Data listing:
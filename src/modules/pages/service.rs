use std::collections::HashMap;

use anyhow::Context;
use sqlx::{FromRow, PgPool};
use tracing::{debug, instrument};

use vibeflix_core::AppError;
use vibeflix_models::courses::{CourseProgress, CourseSummary};
use vibeflix_models::enrollments::{Enrollment, EnrollmentListParams};
use vibeflix_models::lessons::{Lesson, LessonDetail};
use vibeflix_models::users::UserSummary;
use vibeflix_models::{CourseId, LessonId};

use super::model::{
    AdminCourseLessons, AdminEnrollmentsPage, AdminStats, DashboardEnrollment, PageOutcome,
    StudentDashboard,
};
use crate::middleware::auth::AuthUser;
use crate::middleware::gate::home_for;
use crate::modules::courses::service::CourseService;
use crate::modules::enrollments::gate::{EnrollmentGate, GateError};
use crate::modules::enrollments::service::EnrollmentService;
use crate::modules::lesson_plans::service::LessonPlanService;
use crate::modules::lessons::service::LessonService;

const DASHBOARD_PREVIEW_LESSONS: usize = 5;

/// Turns an enrollment gate denial into a redirect to `fallback`.
fn redirect_on_denial<T>(err: GateError, fallback: String) -> Result<PageOutcome<T>, AppError> {
    match err {
        GateError::Denied(denied) => {
            debug!(?denied, location = %fallback, "Page access denied");
            Ok(PageOutcome::Redirect(fallback))
        }
        GateError::Failed(err) => Err(err),
    }
}

#[derive(FromRow)]
struct PublishedCount {
    course_id: CourseId,
    lesson_count: i64,
}

pub struct PageService;

impl PageService {
    /// Active enrollments with a preview of each course, plus the catalogue.
    #[instrument(skip(db, viewer), fields(user_id = %viewer.user_id()))]
    pub async fn student_dashboard(
        db: &PgPool,
        viewer: &AuthUser,
    ) -> Result<StudentDashboard, AppError> {
        let active: Vec<Enrollment> = EnrollmentService::for_user(db, viewer.user_id())
            .await?
            .into_iter()
            .filter(|e| e.is_active)
            .collect();

        let course_ids: Vec<CourseId> = active.iter().map(|e| e.course_id).collect();

        let mut lessons_by_course: HashMap<CourseId, Vec<Lesson>> = HashMap::new();
        for lesson in LessonService::published_for_courses(db, &course_ids).await? {
            let preview = lessons_by_course.entry(lesson.course_id).or_default();
            if preview.len() < DASHBOARD_PREVIEW_LESSONS {
                preview.push(lesson);
            }
        }

        let counts: HashMap<CourseId, i64> = sqlx::query_as::<_, PublishedCount>(
            r#"
            SELECT course_id, COUNT(*) AS lesson_count
            FROM lessons
            WHERE course_id = ANY($1) AND is_published
            GROUP BY course_id
            "#,
        )
        .bind(&course_ids)
        .fetch_all(db)
        .await
        .context("Erro ao contar aulas")
        .map_err(AppError::database)?
        .into_iter()
        .map(|row| (row.course_id, row.lesson_count))
        .collect();

        let courses = CourseService::with_counts(db).await?;
        let mut by_id: HashMap<CourseId, _> = courses
            .iter()
            .map(|c| (c.course.id, c.course.clone()))
            .collect();

        let enrollments = active
            .into_iter()
            .filter_map(|enrollment| {
                let course = by_id.remove(&enrollment.course_id)?;
                Some(DashboardEnrollment {
                    lessons: lessons_by_course
                        .remove(&enrollment.course_id)
                        .unwrap_or_default(),
                    lesson_count: counts.get(&enrollment.course_id).copied().unwrap_or(0),
                    course,
                    enrollment,
                })
            })
            .collect();

        Ok(StudentDashboard {
            enrollments,
            courses,
        })
    }

    /// Course page for a student: any gate denial goes back to the dashboard.
    #[instrument(skip(db, viewer), fields(user_id = %viewer.user_id()))]
    pub async fn course_page(
        db: &PgPool,
        viewer: &AuthUser,
        course_id: CourseId,
    ) -> Result<PageOutcome<CourseProgress>, AppError> {
        let access = match EnrollmentGate::authorize_course(db, viewer, course_id).await {
            Ok(access) => access,
            Err(err) => return redirect_on_denial(err, home_for(viewer.role()).to_string()),
        };

        let lessons = LessonService::progress(db, viewer.user_id(), course_id).await?;
        let lesson_plans = LessonPlanService::for_course(db, course_id).await?;
        let completed_count = lessons.iter().filter(|l| l.is_completed).count();

        Ok(PageOutcome::Render(CourseProgress {
            course: access.course,
            lessons,
            lesson_plans,
            completed_count,
        }))
    }

    /// Lesson page: without course access back to the dashboard; a lesson
    /// that is missing, belongs to another course or is unpublished sends the
    /// student back to the course.
    #[instrument(skip(db, viewer), fields(user_id = %viewer.user_id()))]
    pub async fn lesson_page(
        db: &PgPool,
        viewer: &AuthUser,
        course_id: CourseId,
        lesson_id: LessonId,
    ) -> Result<PageOutcome<LessonDetail>, AppError> {
        if let Err(err) = EnrollmentGate::authorize_course(db, viewer, course_id).await {
            return redirect_on_denial(err, home_for(viewer.role()).to_string());
        }

        let course_page = format!("/courses/{}", course_id);
        let access = match EnrollmentGate::authorize_lesson(db, viewer, lesson_id).await {
            Ok(access) => access,
            Err(err) => return redirect_on_denial(err, course_page),
        };

        if access.lesson.course_id != course_id {
            return Ok(PageOutcome::Redirect(course_page));
        }

        let detail = LessonService::assemble(db, viewer, access.lesson).await?;
        Ok(PageOutcome::Render(detail))
    }

    #[instrument(skip(db))]
    pub async fn admin_stats(db: &PgPool) -> Result<AdminStats, AppError> {
        sqlx::query_as::<_, AdminStats>(
            r#"
            SELECT
                (SELECT COUNT(*) FROM users WHERE role = 'STUDENT') AS student_count,
                (SELECT COUNT(*) FROM courses) AS course_count,
                (SELECT COUNT(*) FROM lessons) AS lesson_count,
                (SELECT COUNT(*) FROM enrollments WHERE is_active) AS active_enrollment_count
            "#,
        )
        .fetch_one(db)
        .await
        .context("Erro ao carregar estatísticas")
        .map_err(AppError::database)
    }

    /// Every lesson of a course, drafts included. Unknown courses send the
    /// admin back to the course list.
    #[instrument(skip(db))]
    pub async fn admin_course_lessons(
        db: &PgPool,
        course_id: CourseId,
    ) -> Result<PageOutcome<AdminCourseLessons>, AppError> {
        let Some(course) = CourseService::find(db, course_id).await? else {
            return Ok(PageOutcome::Redirect("/admin/courses".to_string()));
        };

        let lessons = LessonService::for_course(db, course_id, false).await?;
        Ok(PageOutcome::Render(AdminCourseLessons { course, lessons }))
    }

    #[instrument(skip(db))]
    pub async fn admin_enrollments(
        db: &PgPool,
        params: &EnrollmentListParams,
    ) -> Result<AdminEnrollmentsPage, AppError> {
        let enrollments = EnrollmentService::list(db, params).await?;

        let students = sqlx::query_as::<_, UserSummary>(
            "SELECT id, name, email FROM users WHERE role = 'STUDENT' ORDER BY name ASC",
        )
        .fetch_all(db)
        .await
        .context("Erro ao buscar alunos")
        .map_err(AppError::database)?;

        let courses =
            sqlx::query_as::<_, CourseSummary>("SELECT id, title FROM courses ORDER BY title ASC")
                .fetch_all(db)
                .await
                .context("Erro ao buscar cursos")
                .map_err(AppError::database)?;

        Ok(AdminEnrollmentsPage {
            enrollments,
            students,
            courses,
        })
    }
}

Work instructions:
Wherever the word "AppError" appears in the data, return the whole line.

Result of the task:
use vibeflix_core::AppError;
fn redirect_on_denial<T>(err: GateError, fallback: String) -> Result<PageOutcome<T>, AppError> {
    ) -> Result<StudentDashboard, AppError> {
        .map_err(AppError::database)?
    ) -> Result<PageOutcome<CourseProgress>, AppError> {
    ) -> Result<PageOutcome<LessonDetail>, AppError> {
    pub async fn admin_stats(db: &PgPool) -> Result<AdminStats, AppError> {
        .map_err(AppError::database)
    ) -> Result<PageOutcome<AdminCourseLessons>, AppError> {
    ) -> Result<AdminEnrollmentsPage, AppError> {
        .map_err(AppError::database)?;
                .map_err(AppError::database)?;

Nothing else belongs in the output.